Still image of educational video without interactive features.
Students in the second condition viewed an educational video that was enriched with learner control features (see Figure 2). The selection of the particular learner control features was based on previous research (e.g., Findeisen et al., 2019; Merkt et al., 2011; Schwan & Riempp, 2004). Users could right-click on the window or left-click on the timeline, play/pause, skip forward/backward, and control speed, window size, and volume. These features represent standard functionalities across video platforms, supporting a naturalistic user experience by reflecting learners’ typical media use.

Still image of educational video with learner control features.
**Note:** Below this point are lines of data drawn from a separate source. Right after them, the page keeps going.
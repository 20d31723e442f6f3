//! Request helpers over a shared HTTP session.
//!
//! This crate lets any type with a base URL issue GET/PUT/POST (and the rest
//! of the HTTP methods), decode JSON responses into model objects and fetch
//! images, all on one lazily created, replaceable session.
//!
//! # Architecture
//!
//! - **models**: HTTP method enumeration, query mapping, prepared requests and raw responses
//! - **query**: appends query parameters to a base URL
//! - **executor**: dispatches requests on the current session and cancels them all at once
//! - **networkable**: the model and controller capabilities with their decode helpers
//! - **config**: transport settings applied when a session is created
//!
//! # Usage
//!
//! ```no_run
//! use networkable::models::Query;
//! use networkable::networkable::{DecodeError, JsonObject, NetworkableController, NetworkableObject};
//! use serde_json::Value;
//! use url::Url;
//!
//! struct Repo {
//!     name: String,
//! }
//!
//! impl NetworkableObject for Repo {
//!     fn json_value(&self) -> JsonObject {
//!         let mut json = JsonObject::new();
//!         json.insert("name".to_string(), Value::String(self.name.clone()));
//!         json
//!     }
//!
//!     fn endpoint(&self) -> Url {
//!         Url::parse("https://api.example.com/repos").unwrap().join(&self.name).unwrap()
//!     }
//!
//!     fn from_json(json: &JsonObject) -> Result<Self, DecodeError> {
//!         match json.get("name") {
//!             Some(Value::String(name)) => Ok(Repo { name: name.clone() }),
//!             _ => Err(DecodeError::Model("name is required".to_string())),
//!         }
//!     }
//! }
//!
//! struct Api {
//!     base: Url,
//! }
//!
//! impl NetworkableController for Api {
//!     fn base_url(&self) -> &Url {
//!         &self.base
//!     }
//! }
//!
//! # async fn example() {
//! let api = Api { base: Url::parse("https://api.example.com/").unwrap() };
//! let url = api.url_for("repos").unwrap();
//!
//! let mut query = Query::new();
//! query.insert("page".to_string(), "1".to_string());
//!
//! let repos: Vec<Repo> = api.get_objects(url.as_str(), &query, "items").await;
//! for repo in &repos {
//!     println!("{}", repo.name);
//! }
//! # }
//! ```

pub mod config;
pub mod executor;
pub mod models;
pub mod networkable;
pub mod query;

pub use executor::{cancel_requests, shared_client, NetworkClient, RequestError};
pub use models::{HttpMethod, HttpResponse, Query};
pub use networkable::{NetworkableController, NetworkableObject};
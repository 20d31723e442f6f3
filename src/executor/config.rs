//! HTTP request execution configuration.
//!
//! An `ExecutionConfig` is a snapshot of the global [`ClientConfig`] taken
//! when a session is created.

use crate::config::{get_config, ClientConfig};
use crate::executor::error::RequestError;
use reqwest::header::{HeaderMap, HeaderName, HeaderValue};
use reqwest::redirect::Policy;
use std::collections::HashMap;
use std::time::Duration;

/// Settings used to build one session's HTTP client.
#[derive(Debug, Clone, PartialEq)]
pub struct ExecutionConfig {
    /// Total request timeout.
    pub timeout: Duration,

    /// Redirect limit; `None` disables redirects.
    pub max_redirects: Option<u32>,

    /// Whether invalid certificates are rejected.
    pub validate_ssl: bool,

    /// User-Agent header.
    pub user_agent: String,

    /// Headers sent with every request.
    pub default_headers: HashMap<String, String>,

    /// Idle connections kept per host.
    pub pool_max_idle_per_host: Option<usize>,
}

impl ExecutionConfig {
    /// Creates an ExecutionConfig with the given timeout and defaults elsewhere.
    pub fn with_timeout(timeout: Duration) -> Self {
        Self {
            timeout,
            ..Self::from(&ClientConfig::default())
        }
    }

    /// Creates an ExecutionConfig from the global configuration.
    pub fn from_global_config() -> Self {
        Self::from(&get_config())
    }

    /// Builds the reqwest client for a session.
    pub fn build_client(&self) -> Result<reqwest::Client, RequestError> {
        let mut headers = HeaderMap::new();
        for (name, value) in &self.default_headers {
            let name = HeaderName::from_bytes(name.as_bytes())
                .map_err(|e| RequestError::Session(format!("invalid header name {:?}: {}", name, e)))?;
            let value = HeaderValue::from_str(value)
                .map_err(|e| RequestError::Session(format!("invalid header value: {}", e)))?;
            headers.insert(name, value);
        }

        let redirect = match self.max_redirects {
            Some(limit) => Policy::limited(limit as usize),
            None => Policy::none(),
        };

        let mut builder = reqwest::Client::builder()
            .timeout(self.timeout)
            .user_agent(self.user_agent.as_str())
            .default_headers(headers)
            .redirect(redirect)
            .danger_accept_invalid_certs(!self.validate_ssl)
            .gzip(true)
            .brotli(true)
            .deflate(true);

        if let Some(idle) = self.pool_max_idle_per_host {
            builder = builder.pool_max_idle_per_host(idle);
        }

        builder
            .build()
            .map_err(|e| RequestError::Session(e.to_string()))
    }
}

impl Default for ExecutionConfig {
    /// Reads the global configuration.
    fn default() -> Self {
        Self::from_global_config()
    }
}

impl From<&ClientConfig> for ExecutionConfig {
    fn from(config: &ClientConfig) -> Self {
        Self {
            timeout: config.timeout_duration(),
            max_redirects: config.follow_redirects.then_some(config.max_redirects),
            validate_ssl: config.validate_ssl,
            user_agent: config.user_agent.clone(),
            default_headers: config.default_headers.clone(),
            pool_max_idle_per_host: config.pool_max_idle_per_host,
        }
    }
}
In the third condition, the educational video was enriched with the same learner control features as shown in Figure 2, but additionally included feedback features (see Figure 3). Along the lines of prior research by Jacob and Centofanti (2023) and Mutawa et al. (2023), these feedback features included “multiple-choice questions,” “fill in the blanks” tasks, and “drag the words” exercises.

Still image of educational video with learner control and feedback features.
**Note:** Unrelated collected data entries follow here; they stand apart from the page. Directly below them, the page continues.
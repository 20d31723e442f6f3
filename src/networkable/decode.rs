//! Decoding response bodies into JSON objects, models and images.
//!
//! Every function here reports precisely why decoding failed. The
//! swallowing controller helpers discard that reason; the `try_` helpers
//! surface it.

use crate::executor::RequestError;
use crate::networkable::object::{JsonObject, NetworkableObject};
use image::DynamicImage;
use serde_json::Value;
use thiserror::Error;

/// Why a response body could not be turned into the requested value.
#[derive(Debug, Clone, PartialEq, Eq, Error)]
pub enum DecodeError {
    /// The body is not valid JSON.
    #[error("invalid JSON: {0}")]
    InvalidJson(String),

    /// The body is JSON but not an object at the top level.
    #[error("top-level JSON value is not an object")]
    NotAnObject,

    /// The requested key is absent from the object.
    #[error("missing key: {0}")]
    MissingKey(String),

    /// The value at the requested key is not an array.
    #[error("value at {0} is not an array")]
    NotAnArray(String),

    /// The model rejected the JSON object.
    #[error("model construction failed: {0}")]
    Model(String),

    /// The body is not a decodable image.
    #[error("invalid image: {0}")]
    Image(String),
}

/// Failure of a diagnosable fetch.
#[derive(Debug, Error)]
pub enum FetchError {
    /// The URL could not be composed; nothing was sent.
    #[error("cannot compose request URL from {0:?}")]
    InvalidUrl(String),

    /// The transport failed.
    #[error(transparent)]
    Transport(#[from] RequestError),

    /// The transport succeeded but returned an empty body.
    #[error("response contained no data")]
    NoData,

    /// The body could not be decoded.
    #[error(transparent)]
    Decode(#[from] DecodeError),
}

/// Parses `bytes` as a top-level JSON object.
pub fn decode_object(bytes: &[u8]) -> Result<JsonObject, DecodeError> {
    match serde_json::from_slice::<Value>(bytes) {
        Ok(Value::Object(map)) => Ok(map),
        Ok(_) => Err(DecodeError::NotAnObject),
        Err(e) => Err(DecodeError::InvalidJson(e.to_string())),
    }
}

/// Builds one model from a top-level JSON object.
pub fn decode_model<T: NetworkableObject>(bytes: &[u8]) -> Result<T, DecodeError> {
    T::from_json(&decode_object(bytes)?)
}

/// Builds models from the array stored at `key` of a top-level JSON object.
///
/// Elements that are not objects or that the model rejects are dropped.
pub fn decode_models<T: NetworkableObject>(bytes: &[u8], key: &str) -> Result<Vec<T>, DecodeError> {
    let object = decode_object(bytes)?;
    let elements = object
        .get(key)
        .ok_or_else(|| DecodeError::MissingKey(key.to_string()))?
        .as_array()
        .ok_or_else(|| DecodeError::NotAnArray(key.to_string()))?;

    let models: Vec<T> = elements
        .iter()
        .filter_map(|element| match element {
            Value::Object(json) => T::from_json(json)
                .map_err(|e| log::debug!("dropping element of {:?}: {}", key, e))
                .ok(),
            other => {
                log::debug!("dropping non-object element of {:?}: {}", key, other);
                None
            }
        })
        .collect();

    if models.len() < elements.len() {
        log::debug!(
            "decoded {} of {} element(s) at {:?}",
            models.len(),
            elements.len(),
            key
        );
    }

    Ok(models)
}

/// Decodes an image in any enabled format.
pub fn decode_image(bytes: &[u8]) -> Result<DynamicImage, DecodeError> {
    image::load_from_memory(bytes).map_err(|e| DecodeError::Image(e.to_string()))
}
//! In-flight request tracking and session-wide cancellation.
//!
//! Cancellation is all-or-nothing: a session owns one token, every request
//! races against it, and there is no handle for cancelling a single request.

use dashmap::DashMap;
use std::sync::Arc;
use std::time::Instant;
use tokio_util::sync::CancellationToken;
use uuid::Uuid;

/// Registration for one in-flight request.
///
/// Dropping the guard removes the request from its tracker, so a request
/// that finishes, fails or is cancelled is always unregistered.
#[derive(Debug)]
pub struct RequestGuard {
    request_id: String,
    requests: Arc<DashMap<String, Instant>>,
}

impl RequestGuard {
    /// Identifier assigned at registration.
    pub fn request_id(&self) -> &str {
        &self.request_id
    }
}

impl Drop for RequestGuard {
    fn drop(&mut self) {
        self.requests.remove(&self.request_id);
    }
}

/// Tracks active HTTP requests of one session and cancels them together.
#[derive(Debug, Clone, Default)]
pub struct RequestTracker {
    /// Map of request IDs to the instant they were dispatched.
    requests: Arc<DashMap<String, Instant>>,

    /// Fired once when the owning session is invalidated.
    token: CancellationToken,
}

impl RequestTracker {
    /// Creates a new empty request tracker.
    pub fn new() -> Self {
        Self::default()
    }

    /// Registers a request and returns its guard.
    pub fn register(&self) -> RequestGuard {
        let request_id = Uuid::new_v4().to_string();
        self.requests.insert(request_id.clone(), Instant::now());
        RequestGuard {
            request_id,
            requests: Arc::clone(&self.requests),
        }
    }

    /// Cancels every request currently tracked and every request issued later.
    ///
    /// Returns how many requests were in flight.
    pub fn cancel_all(&self) -> usize {
        for entry in self.requests.iter() {
            log::debug!("[{}] cancelling after {:?}", entry.key(), entry.value().elapsed());
        }
        let count = self.requests.len();
        self.token.cancel();
        count
    }

    /// Whether `cancel_all` has been called.
    pub fn is_cancelled(&self) -> bool {
        self.token.is_cancelled()
    }

    /// Token that resolves when `cancel_all` is called.
    pub fn token(&self) -> &CancellationToken {
        &self.token
    }

    /// Gets the number of active requests currently being tracked.
    pub fn active_count(&self) -> usize {
        self.requests.len()
    }
}
//! Data models for HTTP requests and responses.

pub mod request;
pub mod response;

pub use request::{HttpMethod, PreparedRequest, Query};
pub use response::HttpResponse;
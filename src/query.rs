//! Query string composition.
//!
//! Query parameters are always merged into the URL before dispatch, never
//! into the body.

use crate::models::Query;
use url::Url;

/// Appends `query` to `base` as URL query items.
///
/// Returns `None` when `base` cannot be parsed into an absolute URL. An empty
/// query returns the parsed base unchanged. Existing query items on `base`
/// are kept; new items follow them in map iteration order.
///
/// # Examples
///
/// ```
/// use networkable::models::Query;
/// use networkable::query::append_query;
///
/// let mut query = Query::new();
/// query.insert("page".to_string(), "2".to_string());
///
/// let url = append_query("https://api.example.com/items", &query).unwrap();
/// assert_eq!(url.as_str(), "https://api.example.com/items?page=2");
///
/// assert!(append_query("not a url", &query).is_none());
/// ```
pub fn append_query(base: &str, query: &Query) -> Option<Url> {
    let mut url = match Url::parse(base) {
        Ok(url) => url,
        Err(e) => {
            log::debug!("cannot compose query for {:?}: {}", base, e);
            return None;
        }
    };

    if !query.is_empty() {
        url.query_pairs_mut().extend_pairs(query.iter());
    }

    Some(url)
}

/// Reads the query component of `url` back into a mapping.
///
/// Later duplicates of a key win.
pub fn query_pairs(url: &Url) -> Query {
    url.query_pairs()
        .map(|(k, v)| (k.into_owned(), v.into_owned()))
        .collect()
}
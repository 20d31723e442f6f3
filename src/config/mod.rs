//! Configuration management for the shared HTTP session.
//!
//! Configuration is loaded from a JSON settings value under the
//! `"networkable"` key, merged with defaults and held in a process-wide
//! instance.

pub mod schema;

pub use schema::{ClientConfig, ConfigError};

use once_cell::sync::Lazy;
use serde_json::Value;
use std::sync::RwLock;

/// Key under which settings are read.
pub const SETTINGS_KEY: &str = "networkable";

/// Global configuration instance.
static CONFIG: Lazy<RwLock<ClientConfig>> = Lazy::new(|| RwLock::new(ClientConfig::default()));

/// Loads configuration from a settings JSON value.
///
/// Unparseable settings are logged and replaced by defaults. Settings that
/// parse but fail validation are rejected and the global configuration is
/// left untouched.
///
/// # Example
///
/// ```no_run
/// use networkable::config::load_config;
/// use serde_json::json;
///
/// let settings = json!({
///     "networkable": {
///         "timeout": 10000,
///         "validateSsl": false
///     }
/// });
///
/// let config = load_config(Some(settings)).unwrap();
/// assert_eq!(config.timeout, 10000);
/// ```
pub fn load_config(settings_json: Option<Value>) -> Result<ClientConfig, ConfigError> {
    let mut config = ClientConfig::default();

    if let Some(settings) = settings_json.as_ref().and_then(|s| s.get(SETTINGS_KEY)) {
        match serde_json::from_value::<ClientConfig>(settings.clone()) {
            Ok(user_config) => config = user_config,
            Err(e) => {
                log::warn!("Failed to parse {} settings: {}. Using defaults.", SETTINGS_KEY, e);
            }
        }
    }

    config.validate()?;

    if let Ok(mut global_config) = CONFIG.write() {
        *global_config = config.clone();
    }

    Ok(config)
}

/// Gets a copy of the current global configuration.
pub fn get_config() -> ClientConfig {
    CONFIG
        .read()
        .map(|c| c.clone())
        .unwrap_or_else(|_| ClientConfig::default())
}

/// Updates the configuration in place.
///
/// Reverts to defaults if the update leaves the configuration invalid.
///
/// ```no_run
/// use networkable::config::update_config;
///
/// update_config(|config| {
///     config.timeout = 5000;
/// });
/// ```
pub fn update_config<F>(updater: F)
where
    F: FnOnce(&mut ClientConfig),
{
    if let Ok(mut config) = CONFIG.write() {
        updater(&mut config);

        if let Err(e) = config.validate() {
            log::warn!("Configuration validation failed after update: {}", e);
            *config = ClientConfig::default();
        }
    }
}

/// Resets the configuration to defaults.
pub fn reset_config() {
    if let Ok(mut config) = CONFIG.write() {
        *config = ClientConfig::default();
    }
}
All features gave instant verification feedback (e.g., Brummer et al., 2024; Rüth et al., 2021) and were carefully designed to enhance engagement while avoiding excessive interactivity and its potential negative effects (Yang & Shen, 2018). All quiz tasks were created directly from the video script, with key concepts targeted intentionally after each concept was explained. This approach was informed by Fiorella and Mayer (2018), who recommend system-paced segmentation to allow novice learners to cognitively process information in meaningful units. All feedback features, when opened, functioned as brief pauses for reflection following each segment, reinforcing key declarative information and prompting transfer.
Variables
Extraneous Cognitive Load
Extraneous cognitive load (e.g., “during this video, it was difficult to recognize and link the crucial information,” Cronbach's α = .79) was measured with three items adapted from Klepsch et al. (2017). Items were to be answered on a 7-point Likert scale from (1) strongly disagree to (7) strongly agree.
Self-Assessed Knowledge
Five self-developed items to assess how participants rated their level of knowledge of the content of the video (multimedia learning, e.g., “I know what to take into account when designing multimedia learning content,” Cronbach's αpretest = .86, Cronbach's αposttest = .91) were used before and after the video. These items were to be answered on a 7-point Likert scale from (1) strongly disagree to (7) strongly agree.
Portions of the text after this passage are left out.